Below are records; reproduce exactly the lines from the first through the one containing "finds them stale;".

▶

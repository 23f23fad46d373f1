//! Short-lived memoization of formatted search pages.
//!
//! Process-wide map keyed by the canonical query + pagination + feed label.
//! Entries expire by TTL and are evicted lazily when a read finds them stale;
//! there is no background sweep and no capacity bound (payloads are small and
//! short-lived — under very high filter cardinality this would need one).
//!
//! Concurrency: the map is guarded by a mutex; concurrent misses on one key
//! may both compute and the last writer wins. Values are cloned out on read,
//! so a caller can never mutate the stored copy.
#![allow(dead_code)]

use std::collections::HashMap;
use std::sync::{Arc, Mutex};
use std::time::Duration as StdDuration;

use chrono::{DateTime, Duration, Utc};
use tracing::debug;

use crate::clock::Clock;
use crate::models::job::JobPage;
use crate::storage::JobQuery;

/// Fallback TTL when none is configured: 5 minutes.
pub const DEFAULT_TTL: StdDuration = StdDuration::from_secs(300);

struct CacheEntry {
    value: JobPage,
    inserted_at: DateTime<Utc>,
    ttl: Duration,
}

#[derive(Clone)]
pub struct SearchCache {
    entries: Arc<Mutex<HashMap<String, CacheEntry>>>,
    default_ttl: Duration,
    clock: Arc<dyn Clock>,
}

impl SearchCache {
    pub fn new(default_ttl: StdDuration, clock: Arc<dyn Clock>) -> Self {
        let default_ttl =
            Duration::from_std(default_ttl).unwrap_or_else(|_| Duration::seconds(300));
        Self {
            entries: Arc::new(Mutex::new(HashMap::new())),
            default_ttl,
            clock,
        }
    }

    /// Deterministic key for one (query, page, limit, label) combination.
    /// The query serializes canonically (fixed field order, eligibility
    /// instant excluded), so equal filter inputs map to the same entry.
    pub fn derive_key(query: &JobQuery, page: u32, limit: u32, label: &str) -> String {
        let query_json = serde_json::to_string(query).unwrap_or_default();
        format!("{query_json}_{page}_{limit}_{label}")
    }

    /// Returns the cached page if present and fresh; a stale entry is
    /// removed on the spot. A miss is the normal path, not an error.
    pub fn get(&self, key: &str) -> Option<JobPage> {
        let mut entries = self.entries.lock().unwrap_or_else(|e| e.into_inner());
        let now = self.clock.now();
        match entries.get(key) {
            Some(entry) if now - entry.inserted_at < entry.ttl => Some(entry.value.clone()),
            Some(_) => {
                entries.remove(key);
                debug!(key, "evicted stale search cache entry");
                None
            }
            None => None,
        }
    }

    /// Inserts or overwrites unconditionally with the default TTL.
    pub fn set(&self, key: String, value: JobPage) {
        self.set_with_ttl(key, value, self.default_ttl);
    }

    pub fn set_with_ttl(&self, key: String, value: JobPage, ttl: Duration) {
        let mut entries = self.entries.lock().unwrap_or_else(|e| e.into_inner());
        entries.insert(
            key,
            CacheEntry {
                value,
                inserted_at: self.clock.now(),
                ttl,
            },
        );
    }

    /// Removes one entry, or every entry when no key is given.
    pub fn clear(&self, key: Option<&str>) {
        let mut entries = self.entries.lock().unwrap_or_else(|e| e.into_inner());
        match key {
            Some(key) => {
                entries.remove(key);
            }
            None => entries.clear(),
        }
    }

    /// Number of live-or-stale entries currently held.
    pub fn len(&self) -> usize {
        self.entries.lock().unwrap_or_else(|e| e.into_inner()).len()
    }

    pub fn is_empty(&self) -> bool {
        self.len() == 0
    }
}
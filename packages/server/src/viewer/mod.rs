mod controller;
mod error;
mod selection;
mod settings;

pub use controller::{SelectionController, ServedAsset, Transition};
pub use error::ViewerError;
pub use selection::{SelectionState, ViewerSource};
pub use settings::{SettingsUpdate, ViewerSettings};

/// Everything persisted for one component instance.
#[derive(Debug, Clone, PartialEq, Eq, Default)]
pub struct InstanceRecord {
    pub settings: ViewerSettings,
    pub selection: SelectionState,
}
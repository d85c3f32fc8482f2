use std::future::Future;

use super::filename::split_stem_ext;

/// Returns a name for which `exists` reports `false`.
///
/// `desired` comes back unchanged when it is free. Otherwise `stem_1.ext`,
/// `stem_2.ext`, ... are tried in order and the first free candidate wins.
/// The counter has no upper bound. Probe errors are returned as-is.
///
/// The lookup is check-then-act: a concurrent writer can claim the returned
/// name before the caller saves it.
pub async fn resolve_unique_name<F, Fut, E>(desired: &str, mut exists: F) -> Result<String, E>
where
    F: FnMut(String) -> Fut,
    Fut: Future<Output = Result<bool, E>>,
{
    if !exists(desired.to_string()).await? {
        return Ok(desired.to_string());
    }

    let (stem, ext) = split_stem_ext(desired);
    let mut counter: u64 = 1;
    loop {
        let candidate = match ext {
            Some(ext) => format!("{stem}_{counter}.{ext}"),
            None => format!("{stem}_{counter}"),
        };
        if !exists(candidate.clone()).await? {
            return Ok(candidate);
        }
        counter += 1;
    }
}
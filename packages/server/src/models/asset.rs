use pdfview_common::AssetRecord;
use serde::{Deserialize, Serialize};

/// Response DTO for a single managed PDF.
#[derive(Serialize, utoipa::ToSchema)]
pub struct AssetResponse {
    /// Stored filename, unique within the namespace.
    #[schema(example = "report_1.pdf")]
    pub name: String,
    /// Size in bytes.
    #[schema(example = 142857)]
    pub size: u64,
}

/// Response DTO for listing managed PDFs.
#[derive(Serialize, utoipa::ToSchema)]
pub struct AssetListResponse {
    pub assets: Vec<AssetResponse>,
    pub total: u64,
}

#[derive(Debug, Deserialize, utoipa::IntoParams)]
#[into_params(parameter_in = Query)]
pub struct ServeQuery {
    /// Requested PDF name. Directory components are ignored.
    #[param(example = "syllabus.pdf")]
    pub file: Option<String>,
}

impl From<AssetRecord> for AssetResponse {
    fn from(record: AssetRecord) -> Self {
        Self {
            name: record.name,
            size: record.size_bytes,
        }
    }
}

impl From<Vec<AssetRecord>> for AssetListResponse {
    fn from(records: Vec<AssetRecord>) -> Self {
        let total = records.len() as u64;
        let assets = records.into_iter().map(AssetResponse::from).collect();
        Self { assets, total }
    }
}
use std::path::PathBuf;

use async_trait::async_trait;
use tokio::fs;
use tracing::debug;

use super::error::StorageError;
use super::record::{AssetRecord, has_pdf_extension, validate_entry_name};
use super::traits::AssetStore;

/// Filesystem-backed asset store.
///
/// Assets live flat in `{root}/{namespace}/{name}`. Writes land in a
/// `.tmp` directory first and are renamed into place.
pub struct FilesystemAssetStore {
    namespace: String,
    dir: PathBuf,
}

impl FilesystemAssetStore {
    /// Create a new filesystem asset store, creating the namespace directory.
    pub async fn new(root: PathBuf, namespace: &str) -> Result<Self, StorageError> {
        validate_entry_name(namespace)?;
        let dir = root.join(namespace);
        fs::create_dir_all(&dir).await?;
        fs::create_dir_all(dir.join(".tmp")).await?;
        Ok(Self {
            namespace: namespace.to_string(),
            dir,
        })
    }

    fn entry_path(&self, name: &str) -> Result<PathBuf, StorageError> {
        validate_entry_name(name)?;
        Ok(self.dir.join(name))
    }

    fn temp_path(&self) -> PathBuf {
        self.dir
            .join(".tmp")
            .join(uuid::Uuid::new_v4().to_string())
    }
}

#[async_trait]
impl AssetStore for FilesystemAssetStore {
    fn namespace(&self) -> &str {
        &self.namespace
    }

    async fn try_list(&self) -> Result<Vec<AssetRecord>, StorageError> {
        let mut entries = fs::read_dir(&self.dir).await?;
        let mut records = Vec::new();

        while let Some(entry) = entries.next_entry().await? {
            let Ok(name) = entry.file_name().into_string() else {
                continue;
            };
            if name.starts_with('.') || !has_pdf_extension(&name) {
                continue;
            }
            let meta = entry.metadata().await?;
            if !meta.is_file() {
                continue;
            }
            records.push(AssetRecord::new(&self.namespace, &name, meta.len()));
        }

        Ok(records)
    }

    async fn exists(&self, name: &str) -> Result<bool, StorageError> {
        let path = self.entry_path(name)?;
        match fs::metadata(&path).await {
            Ok(meta) => Ok(meta.is_file()),
            Err(e) if e.kind() == std::io::ErrorKind::NotFound => Ok(false),
            Err(e) => Err(e.into()),
        }
    }

    async fn save(&self, name: &str, data: &[u8]) -> Result<AssetRecord, StorageError> {
        let path = self.entry_path(name)?;

        let temp_path = self.temp_path();
        if let Err(e) = fs::write(&temp_path, data).await {
            let _ = fs::remove_file(&temp_path).await;
            return Err(e.into());
        }

        if let Err(e) = fs::rename(&temp_path, &path).await {
            let _ = fs::remove_file(&temp_path).await;
            return Err(e.into());
        }

        debug!(name, size = data.len(), "Asset written");
        Ok(AssetRecord::new(&self.namespace, name, data.len() as u64))
    }

    async fn read(&self, name: &str) -> Result<Vec<u8>, StorageError> {
        let path = self.entry_path(name)?;
        match fs::read(&path).await {
            Ok(bytes) => Ok(bytes),
            Err(e) if e.kind() == std::io::ErrorKind::NotFound => {
                Err(StorageError::NotFound(name.to_string()))
            }
            Err(e) => Err(e.into()),
        }
    }

    async fn size(&self, name: &str) -> Result<u64, StorageError> {
        let path = self.entry_path(name)?;
        match fs::metadata(&path).await {
            Ok(meta) if meta.is_file() => Ok(meta.len()),
            Ok(_) => Err(StorageError::NotFound(name.to_string())),
            Err(e) if e.kind() == std::io::ErrorKind::NotFound => {
                Err(StorageError::NotFound(name.to_string()))
            }
            Err(e) => Err(e.into()),
        }
    }
}
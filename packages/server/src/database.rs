use std::time::Duration;

use sea_orm::{ConnectOptions, Database, DatabaseConnection, DbErr};

pub async fn init_db(db_url: &str) -> Result<DatabaseConnection, DbErr> {
    let mut opt = ConnectOptions::new(db_url.to_owned());

    opt.max_connections(20)
        .min_connections(1)
        .connect_timeout(Duration::from_secs(8))
        .acquire_timeout(Duration::from_secs(8))
        .idle_timeout(Duration::from_secs(60))
        .sqlx_logging(false);

    let db = Database::connect(opt).await?;
    db.get_schema_registry("pdfview_server::entity::*")
        .sync(&db)
        .await?;

    Ok(db)
}
use axum::Json;
use axum::body::Body;
use axum::extract::{Query, State};
use axum::http::{HeaderMap, StatusCode, header};
use axum::response::{IntoResponse, Response};
use sha2::{Digest, Sha256};
use tracing::instrument;

use crate::error::{AppError, ErrorBody};
use crate::models::asset::{AssetListResponse, ServeQuery};
use crate::state::AppState;
use crate::utils::filename::content_disposition_value;
use crate::viewer::ServedAsset;

#[utoipa::path(
    get,
    path = "/",
    tag = "Assets",
    operation_id = "listAssets",
    summary = "List managed PDFs",
    description = "Returns every PDF in the managed namespace, sorted by name. \
        Never fails: an unreadable store yields an empty list.",
    responses(
        (status = 200, description = "Asset list", body = AssetListResponse),
    ),
)]
#[instrument(skip(state))]
pub async fn list_assets(State(state): State<AppState>) -> Json<AssetListResponse> {
    Json(state.controller.list().await.into())
}

#[utoipa::path(
    get,
    path = "/serve",
    tag = "Assets",
    operation_id = "serveAsset",
    summary = "Serve a managed PDF inline",
    description = "Streams the named PDF for in-browser display. Directory components in \
        `file` are stripped before lookup. Supports ETag-based caching via If-None-Match.",
    params(ServeQuery),
    responses(
        (status = 200, description = "PDF content", content_type = "application/pdf"),
        (status = 304, description = "Not Modified (ETag match)"),
        (status = 400, description = "Missing parameter or not a PDF (VALIDATION_ERROR)", body = ErrorBody),
        (status = 404, description = "PDF not found (NOT_FOUND)", body = ErrorBody),
        (status = 503, description = "Storage unavailable (STORAGE_ERROR)", body = ErrorBody),
    ),
)]
#[instrument(skip(state, headers))]
pub async fn serve_asset(
    State(state): State<AppState>,
    Query(query): Query<ServeQuery>,
    headers: HeaderMap,
) -> Result<Response, AppError> {
    let asset = state
        .controller
        .serve(query.file.as_deref().unwrap_or_default())
        .await?;

    build_pdf_response(asset, &headers)
}

fn build_pdf_response(asset: ServedAsset, headers: &HeaderMap) -> Result<Response, AppError> {
    let etag_value = format!("\"{}\"", hex::encode(Sha256::digest(&asset.bytes)));
    if let Some(if_none_match) = headers.get(header::IF_NONE_MATCH)
        && let Ok(val) = if_none_match.to_str()
        && (val == etag_value || val == "*")
    {
        return Ok(StatusCode::NOT_MODIFIED.into_response());
    }

    let response = Response::builder()
        .status(StatusCode::OK)
        .header(header::CONTENT_TYPE, asset.content_type)
        .header(header::CONTENT_LENGTH, asset.bytes.len().to_string())
        .header(
            header::CONTENT_DISPOSITION,
            content_disposition_value(&asset.name),
        )
        .header(header::ETAG, &etag_value)
        .header(header::CACHE_CONTROL, "private, max-age=3600")
        .body(Body::from(asset.bytes))
        .map_err(|e| AppError::Internal(format!("Failed to build response: {e}")))?;

    Ok(response)
}
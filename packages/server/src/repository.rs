use async_trait::async_trait;
use chrono::Utc;
use dashmap::DashMap;
use sea_orm::sea_query::OnConflict;
use sea_orm::{DatabaseConnection, DbErr, EntityTrait, Set};
use thiserror::Error;

use crate::entity::viewer_instance;
use crate::viewer::{InstanceRecord, SelectionState, ViewerSettings};

#[derive(Debug, Error)]
pub enum RepositoryError {
    #[error("Database error: {0}")]
    Database(#[from] DbErr),
}

/// Per-instance settings and selection, keyed by the host-assigned id.
#[async_trait]
pub trait InstanceRepository: Send + Sync {
    /// Load an instance. Unknown ids yield the default record.
    async fn load(&self, id: &str) -> Result<InstanceRecord, RepositoryError>;

    /// Replace the stored record for `id`.
    async fn save(&self, id: &str, record: &InstanceRecord) -> Result<(), RepositoryError>;
}

/// Process-local repository for tests and database-less deployments.
#[derive(Default)]
pub struct MemoryInstanceRepository {
    records: DashMap<String, InstanceRecord>,
}

impl MemoryInstanceRepository {
    pub fn new() -> Self {
        Self::default()
    }
}

#[async_trait]
impl InstanceRepository for MemoryInstanceRepository {
    async fn load(&self, id: &str) -> Result<InstanceRecord, RepositoryError> {
        Ok(self
            .records
            .get(id)
            .map(|entry| entry.value().clone())
            .unwrap_or_default())
    }

    async fn save(&self, id: &str, record: &InstanceRecord) -> Result<(), RepositoryError> {
        self.records.insert(id.to_string(), record.clone());
        Ok(())
    }
}

pub struct DatabaseInstanceRepository {
    db: DatabaseConnection,
}

impl DatabaseInstanceRepository {
    pub fn new(db: DatabaseConnection) -> Self {
        Self { db }
    }
}

#[async_trait]
impl InstanceRepository for DatabaseInstanceRepository {
    async fn load(&self, id: &str) -> Result<InstanceRecord, RepositoryError> {
        let model = viewer_instance::Entity::find_by_id(id.to_string())
            .one(&self.db)
            .await?;

        Ok(model.map(InstanceRecord::from).unwrap_or_default())
    }

    async fn save(&self, id: &str, record: &InstanceRecord) -> Result<(), RepositoryError> {
        let settings = &record.settings;
        let model = viewer_instance::ActiveModel {
            id: Set(id.to_string()),
            display_name: Set(settings.display_name.clone()),
            pdf_title: Set(settings.pdf_title.clone()),
            width: Set(settings.width.clone()),
            height: Set(settings.height.clone()),
            show_download_button: Set(settings.show_download_button),
            allow_fullscreen: Set(settings.allow_fullscreen),
            local_file: Set(record.selection.local_file().map(str::to_string)),
            external_url: Set(record.selection.external_url().map(str::to_string)),
            updated_at: Set(Utc::now()),
        };

        viewer_instance::Entity::insert(model)
            .on_conflict(
                OnConflict::column(viewer_instance::Column::Id)
                    .update_columns([
                        viewer_instance::Column::DisplayName,
                        viewer_instance::Column::PdfTitle,
                        viewer_instance::Column::Width,
                        viewer_instance::Column::Height,
                        viewer_instance::Column::ShowDownloadButton,
                        viewer_instance::Column::AllowFullscreen,
                        viewer_instance::Column::LocalFile,
                        viewer_instance::Column::ExternalUrl,
                        viewer_instance::Column::UpdatedAt,
                    ])
                    .to_owned(),
            )
            .exec_without_returning(&self.db)
            .await?;

        Ok(())
    }
}

impl From<viewer_instance::Model> for InstanceRecord {
    fn from(model: viewer_instance::Model) -> Self {
        Self {
            settings: ViewerSettings {
                display_name: model.display_name,
                pdf_title: model.pdf_title,
                width: model.width,
                height: model.height,
                show_download_button: model.show_download_button,
                allow_fullscreen: model.allow_fullscreen,
            },
            selection: SelectionState::from_columns(model.local_file, model.external_url),
        }
    }
}
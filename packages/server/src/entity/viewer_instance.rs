use sea_orm::entity::prelude::*;
use serde::{Deserialize, Serialize};

#[sea_orm::model]
#[derive(Clone, Debug, PartialEq, Eq, DeriveEntityModel, Serialize, Deserialize)]
#[sea_orm(table_name = "viewer_instance")]
pub struct Model {
    /// Opaque identifier assigned by the host course platform.
    #[sea_orm(primary_key, auto_increment = false)]
    pub id: String,

    pub display_name: String,
    pub pdf_title: String,
    pub width: String,
    pub height: String,
    pub show_download_button: bool,
    pub allow_fullscreen: bool,

    /// Managed asset name. Mutually exclusive with `external_url`.
    pub local_file: Option<String>,
    pub external_url: Option<String>,

    pub updated_at: DateTimeUtc,
}

impl ActiveModelBehavior for ActiveModel {}
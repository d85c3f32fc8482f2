use std::sync::Arc;

use pdfview_common::storage::{AssetRecord, AssetStore, PDF_CONTENT_TYPE, has_pdf_extension};
use tracing::{debug, info};
use url::{Url, form_urlencoded};

use super::error::ViewerError;
use super::selection::{SelectionState, ViewerSource};
use super::settings::SettingsUpdate;
use super::InstanceRecord;
use crate::utils::filename::{sanitize_basename, validate_flat_filename};
use crate::utils::naming::resolve_unique_name;

/// Result of a state-changing action: what to hand back to the caller and
/// the selection the caller should persist.
#[derive(Debug, Clone, PartialEq, Eq)]
pub struct Transition<T> {
    pub output: T,
    pub state: SelectionState,
}

/// A PDF ready to be streamed back.
#[derive(Debug, Clone, PartialEq, Eq)]
pub struct ServedAsset {
    /// Sanitized name; the only name that may reach response headers.
    pub name: String,
    pub bytes: Vec<u8>,
    pub content_type: &'static str,
}

/// Mediates upload/select/serve against the asset store.
///
/// Operations never persist selection state themselves. They return the
/// next [`SelectionState`], and a failed operation returns no state at all,
/// so the caller's prior state stays untouched.
pub struct SelectionController {
    store: Arc<dyn AssetStore>,
    max_upload_bytes: u64,
    serve_endpoint: String,
}

impl SelectionController {
    /// `serve_endpoint` is the URL (absolute or root-relative) of the serve
    /// route, without query string.
    pub fn new(
        store: Arc<dyn AssetStore>,
        max_upload_bytes: u64,
        serve_endpoint: impl Into<String>,
    ) -> Self {
        Self {
            store,
            max_upload_bytes,
            serve_endpoint: serve_endpoint.into(),
        }
    }

    pub fn max_upload_bytes(&self) -> u64 {
        self.max_upload_bytes
    }

    pub async fn list(&self) -> Vec<AssetRecord> {
        self.store.list().await
    }

    /// Name checks that can run before any upload bytes are read.
    pub fn check_upload_name(&self, raw_filename: &str) -> Result<(), ViewerError> {
        let trimmed = raw_filename.trim();
        if trimmed.is_empty() {
            return Err(ViewerError::validation("missing filename"));
        }
        if !has_pdf_extension(trimmed) {
            return Err(ViewerError::validation("bad extension"));
        }
        Ok(())
    }

    /// Store an uploaded PDF under a collision-free name and select it.
    ///
    /// Not idempotent: uploading `report.pdf` twice stores `report.pdf` and
    /// `report_1.pdf`.
    pub async fn upload(
        &self,
        raw_filename: &str,
        data: &[u8],
        declared_length: u64,
    ) -> Result<Transition<String>, ViewerError> {
        self.check_upload_name(raw_filename)?;

        if declared_length > self.max_upload_bytes || data.len() as u64 > self.max_upload_bytes {
            return Err(ViewerError::validation("too large"));
        }

        let filename = validate_flat_filename(sanitize_basename(raw_filename))
            .map_err(|e| ViewerError::validation(e.message()))?;

        let store = self.store.as_ref();
        let name = resolve_unique_name(filename, move |candidate: String| async move {
            store.exists(&candidate).await
        })
        .await?;

        let record = self.store.save(&name, data).await?;
        info!(
            name = %record.name,
            requested = filename,
            size = record.size_bytes,
            "PDF uploaded"
        );

        Ok(Transition {
            state: SelectionState::LocalFile(name.clone()),
            output: name,
        })
    }

    /// Point the instance at an external URL or an existing local asset.
    ///
    /// Returns the viewer URL of the new selection.
    pub async fn select(&self, identifier: &str) -> Result<Transition<String>, ViewerError> {
        let identifier = identifier.trim();
        if identifier.is_empty() {
            return Err(ViewerError::validation("missing file parameter"));
        }

        if is_external(identifier) {
            info!(url = identifier, "External PDF selected");
            return Ok(Transition {
                output: identifier.to_string(),
                state: SelectionState::ExternalUrl(identifier.to_string()),
            });
        }

        let name = sanitize_basename(identifier);
        let selectable = has_pdf_extension(name)
            && validate_flat_filename(name).is_ok()
            && self.store.exists(name).await?;
        if !selectable {
            return Err(ViewerError::NotFound(format!("PDF '{name}' not found")));
        }

        info!(name, "Local PDF selected");
        Ok(Transition {
            output: self.serve_url(name),
            state: SelectionState::LocalFile(name.to_string()),
        })
    }

    /// Read a managed PDF for display.
    ///
    /// Directory components are stripped before any lookup, so no request can
    /// address anything outside the namespace.
    pub async fn serve(&self, requested_name: &str) -> Result<ServedAsset, ViewerError> {
        if requested_name.trim().is_empty() {
            return Err(ViewerError::validation("missing file parameter"));
        }

        let name = sanitize_basename(requested_name);
        if !has_pdf_extension(name) {
            return Err(ViewerError::validation("invalid type"));
        }

        let not_found = || ViewerError::NotFound(format!("PDF '{name}' not found"));
        if validate_flat_filename(name).is_err() || !self.store.exists(name).await? {
            return Err(not_found());
        }

        let bytes = self.store.read(name).await?;
        debug!(name, size = bytes.len(), "Serving PDF");

        Ok(ServedAsset {
            name: name.to_string(),
            bytes,
            content_type: PDF_CONTENT_TYPE,
        })
    }

    /// Apply an editor save. All fields are validated before anything changes.
    pub async fn save_settings(
        &self,
        record: &InstanceRecord,
        update: &SettingsUpdate,
    ) -> Result<InstanceRecord, ViewerError> {
        let settings = record.settings.apply(update)?;

        let selection = match update.pdf_url.as_deref().map(str::trim) {
            None => record.selection.clone(),
            Some("") => SelectionState::Unconfigured,
            Some(identifier) => self.select(identifier).await?.state,
        };

        Ok(InstanceRecord {
            settings,
            selection,
        })
    }

    pub fn resolve(&self, state: &SelectionState) -> ViewerSource {
        match state {
            SelectionState::LocalFile(name) => ViewerSource::Served(self.serve_url(name)),
            SelectionState::ExternalUrl(url) => ViewerSource::External(url.clone()),
            SelectionState::Unconfigured => ViewerSource::Unconfigured,
        }
    }

    fn serve_url(&self, name: &str) -> String {
        let encoded: String = form_urlencoded::byte_serialize(name.as_bytes()).collect();
        format!("{}?file={encoded}", self.serve_endpoint)
    }
}

/// Absolute `http(s)` URLs and absolute paths are external sources.
/// Protocol-relative forms (`//host`, `/\host`) are neither.
fn is_external(identifier: &str) -> bool {
    if identifier.starts_with('/') {
        return !identifier.starts_with("//") && !identifier.starts_with("/\\");
    }
    Url::parse(identifier)
        .map(|url| matches!(url.scheme(), "http" | "https") && url.has_host())
        .unwrap_or(false)
}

◀

> [SOLUTION]:
repository 23f23fad46d373f1
//! Short-lived memoization of formatted search pages.
//!
//! Process-wide map keyed by the canonical query + pagination + feed label.
//! Entries expire by TTL and are evicted lazily when a read finds them stale;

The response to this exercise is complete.